I now know why. He was happy with things I was angry about, because he had lived through the Great Depression and had faced things FAR worse than a broken piece of plastic. So, he was truly grateful for the roof over his head and the soup in his bowl. And I wished I had that kind of contentment. But how could I with that stupid, broken TV looking like that???

We are raising (and have raised) a generation of people who have known and experienced things humans have only dreamed of for thousands of years. This is the most amazing time in the history of mankind as a species, to be alive and human on planet earth. And yet, we see children trembling in anger and barking curses toward everything and everyone in front of them. Why?
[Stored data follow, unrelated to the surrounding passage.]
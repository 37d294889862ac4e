//! Shared test helpers for unit tests, integration tests, and benchmarks.
//!
//! Gated behind `#[cfg(any(test, feature = "test-utils"))]` so these
//! helpers are available in unit tests, integration tests, and
//! benchmarks (via the `test-utils` feature).

use std::cell::Cell;
use std::rc::Rc;

use crate::catalog::{Catalog, CatalogBuilder, ManagerTemplateDef, PlanetDef, Rarity, SkinDef};
use crate::clock::Clock;
use crate::engine::Engine;
use crate::manager::{ManagerEffect, ManagerGrade};

// ===========================================================================
// Manual clock
// ===========================================================================

/// A hand-driven clock. Clones share the same underlying time, so a
/// test can keep a handle while the engine owns its copy.
#[derive(Debug, Clone)]
pub struct ManualClock(Rc<Cell<u64>>);

impl ManualClock {
    pub fn new(start_ms: u64) -> Self {
        Self(Rc::new(Cell::new(start_ms)))
    }

    /// Jump to an absolute time. May go backwards; the engine must
    /// tolerate that.
    pub fn set(&self, ms: u64) {
        self.0.set(ms);
    }

    pub fn advance_ms(&self, ms: u64) {
        self.0.set(self.0.get() + ms);
    }

    pub fn advance_secs(&self, secs: u64) {
        self.advance_ms(secs * 1000);
    }
}

impl Clock for ManualClock {
    fn now_ms(&self) -> u64 {
        self.0.get()
    }
}

// ===========================================================================
// Test catalog
// ===========================================================================

/// A catalog mirroring the stock game content, trimmed to what tests
/// exercise: four planets, four manager templates, three skins.
pub fn test_catalog() -> Catalog {
    let mut b = CatalogBuilder::new();

    b.register_planet(PlanetDef {
        name: "base_world".into(),
        unlock_cost: 0.0,
        multiplier: 1.0,
    });
    b.register_planet(PlanetDef {
        name: "farcaster_world".into(),
        unlock_cost: 1_000_000.0,
        multiplier: 2.0,
    });
    b.register_planet(PlanetDef {
        name: "x_miners_world".into(),
        unlock_cost: 50_000_000.0,
        multiplier: 4.0,
    });
    b.register_planet(PlanetDef {
        name: "satoshi_world".into(),
        unlock_cost: 500_000_000.0,
        multiplier: 8.0,
    });

    b.register_manager(ManagerTemplateDef {
        name: "junior_miner".into(),
        grade: ManagerGrade::Junior,
        effect: ManagerEffect::Speed,
        multiplier: 2.0,
        active_secs: 30,
        cooldown_secs: 300,
    });
    b.register_manager(ManagerTemplateDef {
        name: "senior_executive".into(),
        grade: ManagerGrade::Senior,
        effect: ManagerEffect::Cost,
        multiplier: 0.1,
        active_secs: 60,
        cooldown_secs: 600,
    });
    b.register_manager(ManagerTemplateDef {
        name: "executive_overlord".into(),
        grade: ManagerGrade::Executive,
        effect: ManagerEffect::Auto,
        multiplier: 1.5,
        active_secs: 120,
        cooldown_secs: 900,
    });
    b.register_manager(ManagerTemplateDef {
        name: "shift_foreman".into(),
        grade: ManagerGrade::Senior,
        effect: ManagerEffect::Speed,
        multiplier: 3.0,
        active_secs: 30,
        cooldown_secs: 300,
    });

    b.register_skin(SkinDef {
        name: "neon_driller".into(),
        rarity: Rarity::Common,
        multiplier: 3.0,
        price_premium: 0.2,
        price_currency: 2_000_000.0,
    });
    b.register_skin(SkinDef {
        name: "cyber_rig".into(),
        rarity: Rarity::Rare,
        multiplier: 4.0,
        price_premium: 0.4,
        price_currency: 4_000_000.0,
    });
    b.register_skin(SkinDef {
        name: "satoshi_rocket".into(),
        rarity: Rarity::Mythic,
        multiplier: 28.0,
        price_premium: 2.0,
        price_currency: 20_000_000.0,
    });

    b.build()
}

// ===========================================================================
// Engine fixture
// ===========================================================================

/// A fresh engine on the test catalog, plus a handle to its clock.
pub fn test_engine(start_ms: u64) -> (Engine<ManualClock>, ManualClock) {
    let clock = ManualClock::new(start_ms);
    let engine = Engine::new(test_catalog(), clock.clone());
    (engine, clock)
}
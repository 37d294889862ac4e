//! Pipeline stages: shafts, elevator, warehouse.
//!
//! Each stage computes an instantaneous output capacity (throughput, in
//! currency/sec) from its level, multiplicity, and base coefficient:
//!
//! ```text
//! level * multiplicity * base * PRODUCTION_GROWTH^(level - 1) * sector_mult * boost
//! ```
//!
//! Multiplicity is the worker count for shafts and 1 for the elevator
//! and warehouse. Locked shafts contribute zero. The per-shaft boost is
//! a purchased temporary doubler; the elevator and warehouse have no
//! per-stage boost.

use serde::{Deserialize, Serialize};

use crate::balance::{
    ELEVATOR_BASE_RATE, PRODUCTION_GROWTH, SHAFT_BASE_RATE, WAREHOUSE_BASE_RATE,
};
use crate::id::ShaftId;

// ---------------------------------------------------------------------------
// Stage label
// ---------------------------------------------------------------------------

/// One of the three pipeline stages. Used to label the bottleneck.
#[derive(Debug, Clone, Copy, PartialEq, Eq, Serialize, Deserialize)]
#[serde(rename_all = "snake_case")]
pub enum Stage {
    Shafts,
    Elevator,
    Warehouse,
}

// ---------------------------------------------------------------------------
// Temporary boost
// ---------------------------------------------------------------------------

/// A purchased, time-bounded multiplier on a single shaft.
#[derive(Debug, Clone, Copy, PartialEq, Serialize, Deserialize)]
pub struct ShaftBoost {
    pub multiplier: f64,
    pub expires_at_ms: u64,
}

impl ShaftBoost {
    /// Multiplier contributed right now: the configured value while the
    /// boost is live, 1 once expired.
    pub fn factor(&self, now_ms: u64) -> f64 {
        if now_ms < self.expires_at_ms {
            self.multiplier
        } else {
            1.0
        }
    }
}

// ---------------------------------------------------------------------------
// Shaft
// ---------------------------------------------------------------------------

/// An extraction shaft. Created at game start (shaft 1) or by the
/// shaft-unlock mutator; never destroyed.
#[derive(Debug, Clone, PartialEq, Serialize, Deserialize)]
pub struct Shaft {
    pub id: ShaftId,
    /// Upgrade level, >= 1.
    pub level: u32,
    /// Hired workers, >= 1.
    pub workers: u32,
    /// Price of the next upgrade.
    pub upgrade_cost: f64,
    pub unlocked: bool,
    /// Purchased temporary boost, if any.
    pub boost: Option<ShaftBoost>,
}

impl Shaft {
    /// A fresh level-1 shaft with one worker.
    pub fn new(id: ShaftId, upgrade_cost: f64) -> Self {
        Self {
            id,
            level: 1,
            workers: 1,
            upgrade_cost,
            unlocked: true,
            boost: None,
        }
    }

    /// Output capacity of this shaft given its sector multiplier.
    /// Locked shafts produce nothing.
    pub fn throughput(&self, now_ms: u64, sector_mult: f64) -> f64 {
        if !self.unlocked {
            return 0.0;
        }
        let workers = self.workers.max(1) as f64;
        let boost = self.boost.map_or(1.0, |b| b.factor(now_ms));
        self.level as f64
            * workers
            * SHAFT_BASE_RATE
            * PRODUCTION_GROWTH.powi(self.level as i32 - 1)
            * sector_mult
            * boost
    }
}

// ---------------------------------------------------------------------------
// Elevator / Warehouse
// ---------------------------------------------------------------------------

/// The elevator stage. Singleton; exists for the whole session.
#[derive(Debug, Clone, PartialEq, Serialize, Deserialize)]
pub struct Elevator {
    pub level: u32,
    pub upgrade_cost: f64,
}

impl Elevator {
    pub fn new(upgrade_cost: f64) -> Self {
        Self {
            level: 1,
            upgrade_cost,
        }
    }

    /// Lift capacity given the elevator sector multiplier.
    pub fn throughput(&self, sector_mult: f64) -> f64 {
        self.level as f64
            * ELEVATOR_BASE_RATE
            * PRODUCTION_GROWTH.powi(self.level as i32 - 1)
            * sector_mult
    }
}

/// The warehouse stage. Singleton; exists for the whole session.
#[derive(Debug, Clone, PartialEq, Serialize, Deserialize)]
pub struct Warehouse {
    pub level: u32,
    pub upgrade_cost: f64,
}

impl Warehouse {
    pub fn new(upgrade_cost: f64) -> Self {
        Self {
            level: 1,
            upgrade_cost,
        }
    }

    /// Storage throughput given the warehouse sector multiplier.
    pub fn throughput(&self, sector_mult: f64) -> f64 {
        self.level as f64
            * WAREHOUSE_BASE_RATE
            * PRODUCTION_GROWTH.powi(self.level as i32 - 1)
            * sector_mult
    }
}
They’ve been told that their planet is dying and on fire and that it’s the fault of other human beings who simply don’t care about them or their existence. And for people who have also been told that they are special and perfect and the center of the Universe, this presents a uniquely untenable situation. It foments a kind of unfixable paradox. And it creates an insufferable human being incapable of gratitude. After all, what is there to be grateful for when the very ground on which you stand is being destroyed…by someone else?

The greatest disservice we have done to our children has been to turn them all into myopic activists. They are growing into people with no perspective and no contentment and, above all, no gratitude. They demand immediate action for things they believe. And they never take into account the fact that they may not be completely correct in their belief. This is how dangerous societies form.

My wife works for an Airline. We love the travel industry. It not only allows us to fly occasionally, but it also pays for our health insurance and dental visits. We’ve staked a pretty good chunk of our lives on it. My wife works very hard and spends weird hours away from the family, to stay in this industry. And now we have children speaking to people in power, actually discussing the end of the air travel industry.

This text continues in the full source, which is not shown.